Entries supplied ::

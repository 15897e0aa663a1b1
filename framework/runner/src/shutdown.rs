use exec_harness_core::prelude::ShutdownHandle;
use tokio::runtime::Runtime;
use tokio::signal;

/// Fire `handle` when the user presses Ctrl-C.
///
/// The listener runs on `runtime` and lives as long as it does.
pub(crate) fn start_shutdown_listener(runtime: &Runtime, handle: &ShutdownHandle) {
    let listener_handle = handle.clone();
    runtime.spawn(async move {
        match signal::ctrl_c().await {
            Ok(()) => {
                println!("Received shutdown signal, stopping the current run...");
                listener_handle.shutdown();
            }
            Err(e) => log::error!(
                "Failed to listen for Ctrl-C, runs can only stop on their deadline: {e}"
            ),
        }
    });
}
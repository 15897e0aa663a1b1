//! Messages between the multi-process supervisor and its workers.
//!
//! Frames carry a 4 byte little-endian length followed by a JSON payload:
//!
//! ```text
//! +----------------+------------------+
//! | length (4 LE)  | JSON payload     |
//! +----------------+------------------+
//! ```

use std::io::{Read, Write};

use exec_harness_core::prelude::Workload;
use serde::de::DeserializeOwned;
use serde::{Deserialize, Serialize};

/// Upper bound on a single frame, so a corrupt length prefix cannot exhaust memory.
pub const MAX_FRAME_SIZE: usize = 1024 * 1024;

#[derive(Debug, thiserror::Error)]
pub enum FrameError {
    #[error("I/O error: {0}")]
    Io(#[from] std::io::Error),

    #[error("JSON error: {0}")]
    Json(#[from] serde_json::Error),

    #[error("Frame too large: {size} bytes (max {max} bytes)")]
    FrameTooLarge { size: usize, max: usize },

    #[error("Invalid frame: {0}")]
    InvalidFrame(String),

    #[error("End of stream")]
    EndOfStream,
}

/// Supervisor to worker.
#[derive(Debug, Clone, PartialEq, Serialize, Deserialize)]
#[serde(tag = "type", rename_all = "snake_case")]
pub enum WorkerCommand {
    Run { workload: Workload },
}

/// Worker to supervisor.
#[derive(Debug, Clone, PartialEq, Eq, Serialize, Deserialize)]
#[serde(tag = "type", rename_all = "snake_case")]
pub enum WorkerMessage {
    /// The worker has started and read its command. Marks the end of the startup overhead.
    Ready { pid: u32 },
    Done { value: u64, pid: u32 },
    Failed { message: String },
}

pub fn write_frame<W, T>(writer: &mut W, message: &T) -> Result<(), FrameError>
where
    W: Write,
    T: Serialize,
{
    let bytes = serde_json::to_vec(message)?;

    let len = bytes.len();
    if len > MAX_FRAME_SIZE {
        return Err(FrameError::FrameTooLarge {
            size: len,
            max: MAX_FRAME_SIZE,
        });
    }

    writer.write_all(&(len as u32).to_le_bytes())?;
    writer.write_all(&bytes)?;
    writer.flush()?;

    Ok(())
}

pub fn read_frame<R, T>(reader: &mut R) -> Result<T, FrameError>
where
    R: Read,
    T: DeserializeOwned,
{
    let mut len_buf = [0u8; 4];
    match reader.read_exact(&mut len_buf) {
        Ok(()) => {}
        Err(e) if e.kind() == std::io::ErrorKind::UnexpectedEof => {
            return Err(FrameError::EndOfStream);
        }
        Err(e) => return Err(FrameError::Io(e)),
    }

    let len = u32::from_le_bytes(len_buf) as usize;
    if len > MAX_FRAME_SIZE {
        return Err(FrameError::FrameTooLarge {
            size: len,
            max: MAX_FRAME_SIZE,
        });
    }
    if len == 0 {
        return Err(FrameError::InvalidFrame("zero-length frame".to_string()));
    }

    let mut buf = vec![0u8; len];
    reader.read_exact(&mut buf)?;

    Ok(serde_json::from_slice(&buf)?)
}

#[cfg(test)]
mod tests {
    use super::*;
    use std::io::Cursor;
    use std::time::Duration;

    #[test]
    fn command_survives_the_pipe() {
        let command = WorkerCommand::Run {
            workload: Workload::wait("coffee", Duration::from_millis(250)).unwrap(),
        };

        let mut buf = Vec::new();
        write_frame(&mut buf, &command).unwrap();
        assert_eq!((buf.len() - 4) as u32, u32::from_le_bytes(buf[..4].try_into().unwrap()));

        let decoded: WorkerCommand = read_frame(&mut Cursor::new(buf)).unwrap();
        assert_eq!(command, decoded);
    }

    #[test]
    fn messages_are_read_in_order() {
        let mut buf = Vec::new();
        write_frame(&mut buf, &WorkerMessage::Ready { pid: 7 }).unwrap();
        write_frame(&mut buf, &WorkerMessage::Done { value: 42, pid: 7 }).unwrap();

        let mut reader = Cursor::new(buf);
        let first: WorkerMessage = read_frame(&mut reader).unwrap();
        let second: WorkerMessage = read_frame(&mut reader).unwrap();
        assert_eq!(WorkerMessage::Ready { pid: 7 }, first);
        assert_eq!(WorkerMessage::Done { value: 42, pid: 7 }, second);
        assert!(matches!(
            read_frame::<_, WorkerMessage>(&mut reader),
            Err(FrameError::EndOfStream)
        ));
    }

    #[test]
    fn rejects_oversized_length_prefix() {
        let mut buf = ((MAX_FRAME_SIZE + 1) as u32).to_le_bytes().to_vec();
        buf.extend_from_slice(b"{}");
        assert!(matches!(
            read_frame::<_, WorkerMessage>(&mut Cursor::new(buf)),
            Err(FrameError::FrameTooLarge { .. })
        ));
    }

    #[test]
    fn rejects_zero_length_frame() {
        let buf = 0u32.to_le_bytes().to_vec();
        assert!(matches!(
            read_frame::<_, WorkerMessage>(&mut Cursor::new(buf)),
            Err(FrameError::InvalidFrame(_))
        ));
    }

    #[test]
    fn truncated_payload_is_an_io_error() {
        let mut buf = 10u32.to_le_bytes().to_vec();
        buf.extend_from_slice(b"{\"ty");
        assert!(matches!(
            read_frame::<_, WorkerMessage>(&mut Cursor::new(buf)),
            Err(FrameError::Io(_))
        ));
    }

    #[test]
    fn wire_format_is_tagged_json() {
        let json = serde_json::to_value(WorkerMessage::Failed {
            message: "boom".to_string(),
        })
        .unwrap();
        assert_eq!(
            serde_json::json!({"type": "failed", "message": "boom"}),
            json
        );
    }
}
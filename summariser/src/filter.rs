use exec_harness_summary_model::RunSummary;
use itertools::Itertools;

/// Keep the most recent run of each strategy, grouped by the workload set it ran.
///
/// Groups are ordered by fingerprint, runs within a group by strategy.
pub fn latest_run_summaries_by_fingerprint_and_strategy(
    summary_runs: Vec<RunSummary>,
) -> Vec<(String, Vec<RunSummary>)> {
    summary_runs
        .into_iter()
        .into_group_map_by(|summary| summary.fingerprint())
        .into_iter()
        .sorted_by(|(a, _), (b, _)| a.cmp(b))
        .map(|(fingerprint, summaries)| {
            let latest = summaries
                .into_iter()
                .into_group_map_by(|summary| summary.strategy)
                .into_iter()
                .filter_map(|(_, runs)| runs.into_iter().max_by_key(|run| run.started_at))
                .sorted_by_key(|run| run.strategy)
                .collect::<Vec<_>>();
            (fingerprint, latest)
        })
        .collect()
}

#[cfg(test)]
mod tests {
    use super::*;
    use exec_harness_core::prelude::Workload;
    use exec_harness_summary_model::Strategy;

    fn run(id: &str, strategy: Strategy, started_at: i64, wait_secs: f64) -> RunSummary {
        RunSummary::new(
            id.to_string(),
            strategy,
            started_at,
            vec![Workload::wait_secs("coffee", wait_secs).unwrap()],
            1,
            "test".to_string(),
        )
    }

    #[test]
    fn keeps_latest_per_strategy() {
        let runs = vec![
            run("old-threaded", Strategy::Threaded, 10, 1.0),
            run("sequential", Strategy::Sequential, 5, 1.0),
            run("new-threaded", Strategy::Threaded, 20, 1.0),
        ];

        let groups = latest_run_summaries_by_fingerprint_and_strategy(runs);
        assert_eq!(1, groups.len());
        let ids = groups[0]
            .1
            .iter()
            .map(|r| r.run_id.as_str())
            .collect::<Vec<_>>();
        assert_eq!(vec!["sequential", "new-threaded"], ids);
    }

    #[test]
    fn separates_workload_sets() {
        let runs = vec![
            run("a", Strategy::Sequential, 1, 1.0),
            run("b", Strategy::Sequential, 2, 0.5),
        ];

        let groups = latest_run_summaries_by_fingerprint_and_strategy(runs);
        assert_eq!(2, groups.len());
        assert!(groups.iter().all(|(_, runs)| runs.len() == 1));
    }
}
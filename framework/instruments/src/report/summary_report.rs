pub(crate) mod runs_table;

use crate::report::summary_report::runs_table::RunRow;
use crate::report::ReportCollector;
use exec_harness_summary_model::RunSummary;
use tabled::settings::Style;
use tabled::Table;

/// Prints one row per strategy run: status, wall clock and how many distinct execution units
/// did the work.
#[derive(Default)]
pub struct SummaryReportCollector {
    rows: Vec<RunRow>,
}

impl SummaryReportCollector {
    pub fn new() -> Self {
        Self { rows: Vec::new() }
    }

    fn print_summary_of_runs(&self) {
        println!("\nSummary of runs");

        let mut table = Table::new(&self.rows);
        table.with(Style::modern());

        println!("{}", table);
    }
}

impl ReportCollector for SummaryReportCollector {
    fn add_run(&mut self, run: &RunSummary) {
        self.rows.push(RunRow::from(run));
    }

    fn finalize(&self) {
        self.print_summary_of_runs();
    }
}
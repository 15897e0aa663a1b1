use std::time::Duration;

use serde::{Deserialize, Serialize};

use crate::error::WorkloadError;

/// What a workload does when it is executed.
#[derive(Debug, Clone, Copy, PartialEq, Serialize, Deserialize)]
#[serde(tag = "kind", rename_all = "snake_case")]
pub enum WorkloadKind {
    /// A *simulated* wait on an external event such as a disk or network reply. Nothing is read
    /// or written; the execution unit is simply idle for the duration.
    Wait {
        #[serde(with = "crate::serde_secs")]
        duration: Duration,
    },
    /// A CPU-bound reduction over `iterations` values. It has no point at which it could yield.
    Compute { iterations: u64 },
}

/// A named unit of simulated work.
///
/// Workloads are plain descriptions, immutable once built. Executing one is the job of a
/// strategy runner.
#[derive(Debug, Clone, PartialEq, Serialize, Deserialize)]
pub struct Workload {
    name: String,
    #[serde(flatten)]
    kind: WorkloadKind,
    #[serde(default, skip_serializing_if = "Option::is_none")]
    label: Option<String>,
    #[serde(default, skip_serializing_if = "std::ops::Not::not")]
    inject_failure: bool,
}

impl Workload {
    pub fn wait(name: impl Into<String>, duration: Duration) -> Result<Self, WorkloadError> {
        Self::new(name.into(), WorkloadKind::Wait { duration })
    }

    pub fn wait_secs(name: impl Into<String>, secs: f64) -> Result<Self, WorkloadError> {
        let name = name.into();
        let duration = Duration::try_from_secs_f64(secs)
            .map_err(|_| WorkloadError::InvalidDuration {
                name: name.clone(),
                secs,
            })?;
        Self::new(name, WorkloadKind::Wait { duration })
    }

    pub fn compute(name: impl Into<String>, iterations: u64) -> Result<Self, WorkloadError> {
        Self::new(name.into(), WorkloadKind::Compute { iterations })
    }

    fn new(name: String, kind: WorkloadKind) -> Result<Self, WorkloadError> {
        let workload = Self {
            name,
            kind,
            label: None,
            inject_failure: false,
        };
        workload.validate()?;
        Ok(workload)
    }

    /// Attach a cosmetic label, for example an emoji, used only when printing.
    pub fn with_label(mut self, label: impl Into<String>) -> Self {
        self.label = Some(label.into());
        self
    }

    /// Make the execution unit running this workload fail before it produces a result.
    pub fn with_injected_failure(mut self) -> Self {
        self.inject_failure = true;
        self
    }

    /// Check the construction invariants. Needed after deserializing, which bypasses the
    /// constructors.
    pub fn validate(&self) -> Result<(), WorkloadError> {
        if self.name.trim().is_empty() {
            return Err(WorkloadError::EmptyName);
        }

        match self.kind {
            WorkloadKind::Wait { duration } if duration.is_zero() => {
                Err(WorkloadError::ZeroDuration {
                    name: self.name.clone(),
                })
            }
            WorkloadKind::Compute { iterations: 0 } => Err(WorkloadError::ZeroIterations {
                name: self.name.clone(),
            }),
            _ => Ok(()),
        }
    }

    pub fn name(&self) -> &str {
        &self.name
    }

    pub fn kind(&self) -> &WorkloadKind {
        &self.kind
    }

    pub fn label(&self) -> Option<&str> {
        self.label.as_deref()
    }

    /// Name with the label in front, when there is one.
    pub fn display_name(&self) -> String {
        match &self.label {
            Some(label) => format!("{label} {}", self.name),
            None => self.name.clone(),
        }
    }

    pub fn injects_failure(&self) -> bool {
        self.inject_failure
    }

    pub fn is_wait(&self) -> bool {
        matches!(self.kind, WorkloadKind::Wait { .. })
    }

    pub fn is_compute(&self) -> bool {
        matches!(self.kind, WorkloadKind::Compute { .. })
    }

    /// The duration a wait workload is expected to take. Compute workloads have no nominal
    /// duration, it depends on the host.
    pub fn nominal_duration(&self) -> Option<Duration> {
        match self.kind {
            WorkloadKind::Wait { duration } => Some(duration),
            WorkloadKind::Compute { .. } => None,
        }
    }
}
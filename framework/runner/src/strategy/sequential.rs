use std::time::Instant;

use exec_harness_core::prelude::{execute_blocking, ExecutionError, Workload};
use exec_harness_instruments::TimingRecorder;
use exec_harness_summary_model::{ExecutorIdentity, RunSummary, Strategy, TaskResult};

use crate::context::RunConfig;
use crate::strategy::{RunCollector, StrategyRunner};

/// Runs each workload to completion on the calling thread before starting the next.
#[derive(Debug, Default, Clone, Copy)]
pub struct SequentialRunner;

impl StrategyRunner for SequentialRunner {
    fn strategy(&self) -> Strategy {
        Strategy::Sequential
    }

    fn execute(
        &self,
        workloads: &[Workload],
        config: &RunConfig,
    ) -> Result<RunSummary, ExecutionError> {
        let run = config.start_run();
        let mut collector = RunCollector::start(self.strategy(), workloads);
        let recorder = TimingRecorder::new(workloads.len());
        let executor = ExecutorIdentity::current_thread();

        let mut stopped = false;
        let wall_start = Instant::now();
        for (slot, workload) in workloads.iter().enumerate() {
            if run.should_stop() {
                stopped = true;
                break;
            }

            log::debug!("Starting '{}'", workload.name());
            let timing = recorder.record(slot, workload.name());
            let outcome = execute_blocking(workload, run.listener(), None);
            let interval = timing.finish();

            collector.record(
                slot,
                outcome.map(|value| {
                    TaskResult::new(
                        workload.name(),
                        interval.start,
                        interval.end,
                        value,
                        executor.clone(),
                    )
                }),
            );
        }
        let wall_clock_elapsed = wall_start.elapsed();

        Ok(collector.finish(wall_clock_elapsed, stopped))
    }
}
use std::sync::atomic::{AtomicBool, Ordering};
use std::sync::Arc;
use std::thread::JoinHandle;

use anyhow::Context;
use exec_harness_core::prelude::DelegatedShutdownListener;
use sysinfo::{Pid, ProcessRefreshKind, ProcessesToUpdate, System};

/// Share of the host's CPU, in percent, that other processes may use before timings are suspect.
const BUSY_HOST_THRESHOLD: f32 = 25.0;

/// Watches the host while strategies run.
///
/// Other processes competing for the CPU make every strategy look slower and can break timing laws
/// that would otherwise hold. This won't stop a run, it logs a warning and remembers that the host
/// was busy so the comparison can say so.
///
/// The CPU usage is sampled every [sysinfo::MINIMUM_CPU_UPDATE_INTERVAL]. Usage by the harness
/// itself is subtracted, since a compute-heavy strategy is expected to keep cores busy.
pub(crate) struct HostMonitor {
    busy: Arc<AtomicBool>,
    thread: Option<JoinHandle<()>>,
}

impl HostMonitor {
    /// Whether other processes used more than [BUSY_HOST_THRESHOLD] percent of the CPU at any
    /// point.
    pub(crate) fn host_was_busy(&self) -> bool {
        self.busy.load(Ordering::Relaxed)
    }

    /// Wait for the monitor to notice the shutdown signal and exit.
    pub(crate) fn join(mut self) {
        if let Some(thread) = self.thread.take() {
            if thread.join().is_err() {
                log::warn!("Host monitor thread panicked");
            }
        }
    }
}

pub(crate) fn start_monitor(
    shutdown_listener: DelegatedShutdownListener,
) -> anyhow::Result<HostMonitor> {
    let busy = Arc::new(AtomicBool::new(false));
    let thread_busy = busy.clone();

    let thread = std::thread::Builder::new()
        .name("monitor".to_string())
        .spawn(move || {
            let this_process_pid = Pid::from_u32(std::process::id());
            let mut sys = System::new();

            sys.refresh_cpu_all();
            let cpu_count = sys.cpus().len().max(1);

            // The first sample has nothing to compare against.
            while shutdown_listener.sleep(sysinfo::MINIMUM_CPU_UPDATE_INTERVAL) {
                sys.refresh_cpu_usage();
                sys.refresh_processes_specifics(
                    ProcessesToUpdate::Some(&[this_process_pid]),
                    true,
                    ProcessRefreshKind::nothing().with_cpu(),
                );

                let Some(process) = sys.process(this_process_pid) else {
                    log::debug!("Host monitor cannot see its own process, stopping");
                    break;
                };

                let own_usage = process.cpu_usage() / cpu_count as f32;
                let other_usage = (sys.global_cpu_usage() - own_usage).max(0.0);
                if other_usage > BUSY_HOST_THRESHOLD {
                    if !thread_busy.swap(true, Ordering::Relaxed) {
                        log::warn!(
                            "High CPU usage by other processes detected: {:.2}% of {} cores. Timings may be inflated",
                            other_usage,
                            cpu_count
                        );
                    }
                } else {
                    log::trace!("Host CPU usage by other processes: {other_usage:.2}%");
                }
            }
        })
        .context("Failed to start monitor thread")?;

    Ok(HostMonitor {
        busy,
        thread: Some(thread),
    })
}
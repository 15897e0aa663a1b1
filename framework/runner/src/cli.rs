use std::path::PathBuf;
use std::str::FromStr;

use clap::Parser;
use exec_harness_summary_model::Strategy;

#[derive(Parser, Debug)]
#[command(about, long_about = None)]
pub struct ExecHarnessCli {
    /// The built-in workload set to run: `kitchen-wait`, `kitchen-compute`, `ingredients`,
    /// `gil-demo` or `mixed`.
    #[clap(long, default_value = "kitchen-wait", conflicts_with = "workloads_file")]
    pub workloads: String,

    /// Load the workload set from a TOML file instead of using a built-in one.
    #[clap(long)]
    pub workloads_file: Option<PathBuf>,

    /// A strategy to run. Use the flag multiple times to run several, for example
    /// `--strategy=sequential --strategy=threaded`, or pass `all`.
    ///
    /// Strategies run one after another in the order given. The sequential strategy is the
    /// baseline for speedups, so it is added first when it was not asked for.
    #[clap(long, short, value_parser = parse_strategy, default_value = "all")]
    pub strategy: Vec<StrategyList>,

    /// Overall deadline for each strategy run, in seconds. Workloads still pending when it passes
    /// are stopped and the run is reported as partial.
    #[clap(long)]
    pub deadline: Option<f64>,

    /// How long the multi-process strategy waits for its workers, in seconds.
    #[clap(long, default_value = "60")]
    pub process_timeout: f64,

    /// Let threads compute in parallel instead of taking turns on a global lock.
    #[clap(long, default_value = "false")]
    pub no_contention: bool,

    /// How far, as a fraction, a run may stray from its timing law before it is flagged.
    #[clap(long, default_value = "0.2")]
    pub tolerance: f64,

    /// Write the comparison report as JSON to this path.
    #[clap(long)]
    pub output: Option<PathBuf>,

    /// Do not show a progress bar on the CLI.
    ///
    /// This is recommended for CI/CD environments where the progress bar isn't being looked at by
    /// anyone and is just adding noise to the logs.
    #[clap(long, default_value = "false")]
    pub no_progress: bool,

    /// Append every run summary to the file named by `RUN_SUMMARY_PATH`, default
    /// `run_summary.jsonl`, for the summariser to pick up later.
    #[clap(long, default_value = "false")]
    pub persist: bool,

    /// Run as a worker process, reading one command from stdin.
    #[clap(long, hide = true, default_value = "false")]
    pub worker: bool,
}

impl ExecHarnessCli {
    /// The strategies to run, in order, without repeats.
    pub fn strategies(&self) -> Vec<Strategy> {
        let mut strategies = Vec::new();
        for strategy in self.strategy.iter().flat_map(|list| list.0.iter()) {
            if !strategies.contains(strategy) {
                strategies.push(*strategy);
            }
        }

        if !strategies.contains(&Strategy::Sequential) {
            strategies.insert(0, Strategy::Sequential);
        }

        strategies
    }
}

/// The strategies named by one `--strategy` flag.
#[derive(Debug, Clone, PartialEq, Eq)]
pub struct StrategyList(pub Vec<Strategy>);

fn parse_strategy(s: &str) -> anyhow::Result<StrategyList> {
    if s.trim().eq_ignore_ascii_case("all") {
        return Ok(StrategyList(Strategy::ALL.to_vec()));
    }

    s.split(',')
        .map(Strategy::from_str)
        .collect::<anyhow::Result<Vec<_>>>()
        .map(StrategyList)
}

Problem requirements :: Each line above from the one with "self.label.as_deref()" up to and including the one with "pub fn is_compute(&self)" must be set down exactly, and no line outside that span may appear.

Written answer ::
        self.label.as_deref()
    }

    /// Name with the label in front, when there is one.
    pub fn display_name(&self) -> String {
        match &self.label {
            Some(label) => format!("{label} {}", self.name),
            None => self.name.clone(),
        }
    }

    pub fn injects_failure(&self) -> bool {
        self.inject_failure
    }

    pub fn is_wait(&self) -> bool {
        matches!(self.kind, WorkloadKind::Wait { .. })
    }

    pub fn is_compute(&self) -> bool {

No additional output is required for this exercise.